We study the structure of a stationary and axisymmetric charge-deficient region (or a potential gap) in the outer magnetosphere of a spinning neutron star. A large electric field along the magnetic field lines is created in this potential gap and accelerates migratory electrons (e⁻) and/or positrons (e⁺) to ultrarelativistic energies. Assuming that the gap is immersed in a dense soft photon field, these relativistic e^± radiate γ -ray photons via inverse Compton (IC) scattering. These γ -rays, in turn, produce yet more radiating particles by colliding with ambient soft photons, leading to a pair-production cascade in the gap. The replenished charges partially screen the longitudinal electric field, which is self-consistently solved together with the distribution of e^± and γ -ray photons. It is demonstrated that the voltage drop in the gap is not more than 10¹⁰ V when the background X-ray radiation is as luminous as 10³⁷ erg s⁻¹. However, this value increases with decreasing X-ray luminosity and attains 10¹² V when the X-ray radiation is 10³⁶ erg s⁻¹. In addition, we find useful expressions of the spatial distribution of the particle fluxes and longitudinal electric field, together with the relationship between the voltage drop and the current density. Amazingly, these expressions are valid not only when IC scattering dominates but also when curvature radiation dominates.     

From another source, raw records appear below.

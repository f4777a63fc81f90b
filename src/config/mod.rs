pub mod resolve;
pub mod settings;

pub use settings::{ColumnsConfig, DisplayConfig, LayoutConfig, Settings, TableConfig};

use std::path::PathBuf;

use thiserror::Error;

#[derive(Debug, Error)]
pub enum ConfigError {
    #[error("config file not found: {0}")]
    ConfigNotFound(PathBuf),
    #[error("no course table configured (use --table, CURRICULUM_MAP_TABLE or [table] path)")]
    TableNotConfigured,
    #[error("unknown edge policy '{0}'")]
    UnknownPolicy(String),
    #[error("unknown trace scope '{0}'")]
    UnknownScope(String),
    #[error("invalid table delimiter '{0}': expected a single ASCII character")]
    InvalidDelimiter(String),
    #[error("io error: {0}")]
    Io(#[from] std::io::Error),
    #[error("failed to parse config at {path}: {source}")]
    Toml {
        path: PathBuf,
        #[source]
        source: toml::de::Error,
    },
}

One-dimensional electric field structure of an outer gap accelerator – III. Location of the gap and the gamma-ray spectrum

We investigate a stationary particle acceleration zone in the outer magnetosphere of an obliquely rotating neutron star. The charge depletion as a result of global current causes a large electric field along the magnetic field lines. Migratory electrons and/or positrons are accelerated by this field to radiate curvature gamma-rays, some of which collide with the X-rays to materialize as pairs in the gap. As a result of this pair-production cascade, the replenished charges partially screen the electric field, which is self-consistently solved together with the distribution of particles and gamma-rays. If no current is injected at either of the boundaries of the accelerator, the gap is located around the so-called null surface, where the local Goldreich–Julian charge density vanishes. However, we find that the gap position shifts outwards (or inwards) when particles are injected at the inner (or outer) boundary. We apply the theory to the seven pulsars whose X-ray fields are known from observations. We show that the gap should be located near to or outside of the null surface for the Vela pulsar and PSR B1951+32, so that their expected GeV spectrum may be consistent with observations. We then demonstrate that the intrinsically large TeV flux from the outer gap of PSR B0540–69 is absorbed by the magnetospheric infrared photons, causing it to be undetectable. We also point out that the electrodynamic structure and the resultant GeV emission properties of millisecond pulsars are similar to young pulsars.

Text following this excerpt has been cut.